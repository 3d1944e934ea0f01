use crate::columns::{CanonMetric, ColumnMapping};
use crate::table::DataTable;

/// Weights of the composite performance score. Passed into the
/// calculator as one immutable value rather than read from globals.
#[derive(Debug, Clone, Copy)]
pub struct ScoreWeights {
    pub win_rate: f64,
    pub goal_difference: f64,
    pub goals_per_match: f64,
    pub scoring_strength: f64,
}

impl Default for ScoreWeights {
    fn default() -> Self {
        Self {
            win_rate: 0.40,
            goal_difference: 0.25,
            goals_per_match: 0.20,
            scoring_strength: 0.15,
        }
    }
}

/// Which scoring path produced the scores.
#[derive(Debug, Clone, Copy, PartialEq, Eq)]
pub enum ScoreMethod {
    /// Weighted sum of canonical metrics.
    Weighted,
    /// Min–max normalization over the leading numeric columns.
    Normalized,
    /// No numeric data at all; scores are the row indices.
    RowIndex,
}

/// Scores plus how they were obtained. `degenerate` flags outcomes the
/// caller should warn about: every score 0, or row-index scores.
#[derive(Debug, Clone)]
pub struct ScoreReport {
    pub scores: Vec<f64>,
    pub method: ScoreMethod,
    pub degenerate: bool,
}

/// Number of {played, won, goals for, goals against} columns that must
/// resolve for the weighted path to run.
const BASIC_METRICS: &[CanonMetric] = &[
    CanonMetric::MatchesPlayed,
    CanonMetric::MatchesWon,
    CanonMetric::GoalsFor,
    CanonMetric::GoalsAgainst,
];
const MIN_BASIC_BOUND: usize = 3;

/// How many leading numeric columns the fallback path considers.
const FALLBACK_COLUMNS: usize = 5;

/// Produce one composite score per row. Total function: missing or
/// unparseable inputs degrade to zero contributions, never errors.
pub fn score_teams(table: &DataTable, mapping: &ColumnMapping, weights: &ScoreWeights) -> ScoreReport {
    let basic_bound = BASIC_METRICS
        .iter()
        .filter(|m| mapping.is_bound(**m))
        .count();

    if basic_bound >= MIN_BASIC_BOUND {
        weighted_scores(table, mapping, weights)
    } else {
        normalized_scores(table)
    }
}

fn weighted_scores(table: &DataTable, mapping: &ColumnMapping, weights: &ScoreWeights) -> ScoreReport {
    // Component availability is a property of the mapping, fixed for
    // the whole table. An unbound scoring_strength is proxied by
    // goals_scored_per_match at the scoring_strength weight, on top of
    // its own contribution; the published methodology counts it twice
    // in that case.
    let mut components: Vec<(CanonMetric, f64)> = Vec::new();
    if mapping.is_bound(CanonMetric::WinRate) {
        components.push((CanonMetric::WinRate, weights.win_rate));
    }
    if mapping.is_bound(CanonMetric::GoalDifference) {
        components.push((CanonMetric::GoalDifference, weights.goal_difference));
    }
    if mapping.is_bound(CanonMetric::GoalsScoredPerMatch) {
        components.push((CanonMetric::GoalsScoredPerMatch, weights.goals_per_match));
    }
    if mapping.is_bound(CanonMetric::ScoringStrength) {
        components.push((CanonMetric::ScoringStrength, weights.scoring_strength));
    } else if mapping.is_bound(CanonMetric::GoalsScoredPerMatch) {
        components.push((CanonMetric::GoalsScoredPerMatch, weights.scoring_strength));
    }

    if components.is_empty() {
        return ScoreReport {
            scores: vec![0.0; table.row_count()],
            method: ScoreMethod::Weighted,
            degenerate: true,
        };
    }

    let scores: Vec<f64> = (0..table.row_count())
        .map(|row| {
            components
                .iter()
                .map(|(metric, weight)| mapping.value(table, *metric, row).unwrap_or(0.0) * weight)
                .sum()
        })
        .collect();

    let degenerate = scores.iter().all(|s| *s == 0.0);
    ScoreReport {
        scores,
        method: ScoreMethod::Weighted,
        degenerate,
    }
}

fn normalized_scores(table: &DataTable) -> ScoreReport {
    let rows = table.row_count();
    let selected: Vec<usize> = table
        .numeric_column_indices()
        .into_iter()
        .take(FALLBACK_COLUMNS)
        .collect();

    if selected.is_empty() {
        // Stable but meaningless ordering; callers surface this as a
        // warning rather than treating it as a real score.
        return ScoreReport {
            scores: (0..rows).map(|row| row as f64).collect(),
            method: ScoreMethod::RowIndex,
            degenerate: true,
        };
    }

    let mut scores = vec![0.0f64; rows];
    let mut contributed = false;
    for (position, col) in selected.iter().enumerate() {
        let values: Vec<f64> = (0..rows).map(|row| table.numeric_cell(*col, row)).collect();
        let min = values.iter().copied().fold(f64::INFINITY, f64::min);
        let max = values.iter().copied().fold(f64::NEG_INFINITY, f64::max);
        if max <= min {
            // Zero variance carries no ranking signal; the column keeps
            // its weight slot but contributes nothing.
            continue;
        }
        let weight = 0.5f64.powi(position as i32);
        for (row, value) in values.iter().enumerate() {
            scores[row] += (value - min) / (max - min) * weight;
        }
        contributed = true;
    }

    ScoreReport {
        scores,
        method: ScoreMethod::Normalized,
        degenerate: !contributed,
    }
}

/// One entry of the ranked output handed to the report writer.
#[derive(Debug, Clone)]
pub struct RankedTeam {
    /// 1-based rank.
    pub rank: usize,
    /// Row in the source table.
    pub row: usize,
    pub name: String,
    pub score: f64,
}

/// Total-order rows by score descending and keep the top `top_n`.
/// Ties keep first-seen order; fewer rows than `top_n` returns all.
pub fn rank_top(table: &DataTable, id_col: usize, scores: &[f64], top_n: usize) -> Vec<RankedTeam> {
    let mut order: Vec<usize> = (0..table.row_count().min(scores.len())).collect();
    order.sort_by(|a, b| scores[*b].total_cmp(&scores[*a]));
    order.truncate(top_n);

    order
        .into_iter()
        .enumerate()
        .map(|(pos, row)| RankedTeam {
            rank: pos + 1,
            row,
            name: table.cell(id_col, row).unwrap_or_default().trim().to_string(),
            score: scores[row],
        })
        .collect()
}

—————

Write out the full listing without altering anything.

### Response to this exercise
repository 3d1944e934ea0f01
use crate::columns::{CanonMetric, ColumnMapping};
use crate::table::DataTable;

/// Weights of the composite performance score. Passed into the
/// calculator as one immutable value rather than read from globals.
#[derive(Debug, Clone, Copy)]
pub struct ScoreWeights {
    pub win_rate: f64,
    pub goal_difference: f64,
    pub goals_per_match: f64,
    pub scoring_strength: f64,
}

impl Default for ScoreWeights {
    fn default() -> Self {
        Self {
            win_rate: 0.40,
            goal_difference: 0.25,
            goals_per_match: 0.20,
            scoring_strength: 0.15,
        }
    }
}

/// Which scoring path produced the scores.
#[derive(Debug, Clone, Copy, PartialEq, Eq)]
pub enum ScoreMethod {
    /// Weighted sum of canonical metrics.
    Weighted,
    /// Min–max normalization over the leading numeric columns.
    Normalized,
    /// No numeric data at all; scores are the row indices.
    RowIndex,
}

/// Scores plus how they were obtained. `degenerate` flags outcomes the
/// caller should warn about: every score 0, or row-index scores.
#[derive(Debug, Clone)]
pub struct ScoreReport {
    pub scores: Vec<f64>,
    pub method: ScoreMethod,
    pub degenerate: bool,
}

/// Number of {played, won, goals for, goals against} columns that must
/// resolve for the weighted path to run.
const BASIC_METRICS: &[CanonMetric] = &[
    CanonMetric::MatchesPlayed,
    CanonMetric::MatchesWon,
    CanonMetric::GoalsFor,
    CanonMetric::GoalsAgainst,
];
const MIN_BASIC_BOUND: usize = 3;

/// How many leading numeric columns the fallback path considers.
const FALLBACK_COLUMNS: usize = 5;

/// Produce one composite score per row. Total function: missing or
/// unparseable inputs degrade to zero contributions, never errors.
pub fn score_teams(table: &DataTable, mapping: &ColumnMapping, weights: &ScoreWeights) -> ScoreReport {
    let basic_bound = BASIC_METRICS
        .iter()
        .filter(|m| mapping.is_bound(**m))
        .count();

    if basic_bound >= MIN_BASIC_BOUND {
        weighted_scores(table, mapping, weights)
    } else {
        normalized_scores(table)
    }
}

fn weighted_scores(table: &DataTable, mapping: &ColumnMapping, weights: &ScoreWeights) -> ScoreReport {
    // Component availability is a property of the mapping, fixed for
    // the whole table. An unbound scoring_strength is proxied by
    // goals_scored_per_match at the scoring_strength weight, on top of
    // its own contribution; the published methodology counts it twice
    // in that case.
    let mut components: Vec<(CanonMetric, f64)> = Vec::new();
    if mapping.is_bound(CanonMetric::WinRate) {
        components.push((CanonMetric::WinRate, weights.win_rate));
    }
    if mapping.is_bound(CanonMetric::GoalDifference) {
        components.push((CanonMetric::GoalDifference, weights.goal_difference));
    }
    if mapping.is_bound(CanonMetric::GoalsScoredPerMatch) {
        components.push((CanonMetric::GoalsScoredPerMatch, weights.goals_per_match));
    }
    if mapping.is_bound(CanonMetric::ScoringStrength) {
        components.push((CanonMetric::ScoringStrength, weights.scoring_strength));
    } else if mapping.is_bound(CanonMetric::GoalsScoredPerMatch) {
        components.push((CanonMetric::GoalsScoredPerMatch, weights.scoring_strength));
    }

    if components.is_empty() {
        return ScoreReport {
            scores: vec![0.0; table.row_count()],
            method: ScoreMethod::Weighted,
            degenerate: true,
        };
    }

    let scores: Vec<f64> = (0..table.row_count())
        .map(|row| {
            components
                .iter()
                .map(|(metric, weight)| mapping.value(table, *metric, row).unwrap_or(0.0) * weight)
                .sum()
        })
        .collect();

    let degenerate = scores.iter().all(|s| *s == 0.0);
    ScoreReport {
        scores,
        method: ScoreMethod::Weighted,
        degenerate,
    }
}

fn normalized_scores(table: &DataTable) -> ScoreReport {
    let rows = table.row_count();
    let selected: Vec<usize> = table
        .numeric_column_indices()
        .into_iter()
        .take(FALLBACK_COLUMNS)
        .collect();

    if selected.is_empty() {
        // Stable but meaningless ordering; callers surface this as a
        // warning rather than treating it as a real score.
        return ScoreReport {
            scores: (0..rows).map(|row| row as f64).collect(),
            method: ScoreMethod::RowIndex,
            degenerate: true,
        };
    }

    let mut scores = vec![0.0f64; rows];
    let mut contributed = false;
    for (position, col) in selected.iter().enumerate() {
        let values: Vec<f64> = (0..rows).map(|row| table.numeric_cell(*col, row)).collect();
        let min = values.iter().copied().fold(f64::INFINITY, f64::min);
        let max = values.iter().copied().fold(f64::NEG_INFINITY, f64::max);
        if max <= min {
            // Zero variance carries no ranking signal; the column keeps
            // its weight slot but contributes nothing.
            continue;
        }
        let weight = 0.5f64.powi(position as i32);
        for (row, value) in values.iter().enumerate() {
            scores[row] += (value - min) / (max - min) * weight;
        }
        contributed = true;
    }

    ScoreReport {
        scores,
        method: ScoreMethod::Normalized,
        degenerate: !contributed,
    }
}

/// One entry of the ranked output handed to the report writer.
#[derive(Debug, Clone)]
pub struct RankedTeam {
    /// 1-based rank.
    pub rank: usize,
    /// Row in the source table.
    pub row: usize,
    pub name: String,
    pub score: f64,
}

/// Total-order rows by score descending and keep the top `top_n`.
/// Ties keep first-seen order; fewer rows than `top_n` returns all.
pub fn rank_top(table: &DataTable, id_col: usize, scores: &[f64], top_n: usize) -> Vec<RankedTeam> {
    let mut order: Vec<usize> = (0..table.row_count().min(scores.len())).collect();
    order.sort_by(|a, b| scores[*b].total_cmp(&scores[*a]));
    order.truncate(top_n);

    order
        .into_iter()
        .enumerate()
        .map(|(pos, row)| RankedTeam {
            rank: pos + 1,
            row,
            name: table.cell(id_col, row).unwrap_or_default().trim().to_string(),
            score: scores[row],
        })
        .collect()
}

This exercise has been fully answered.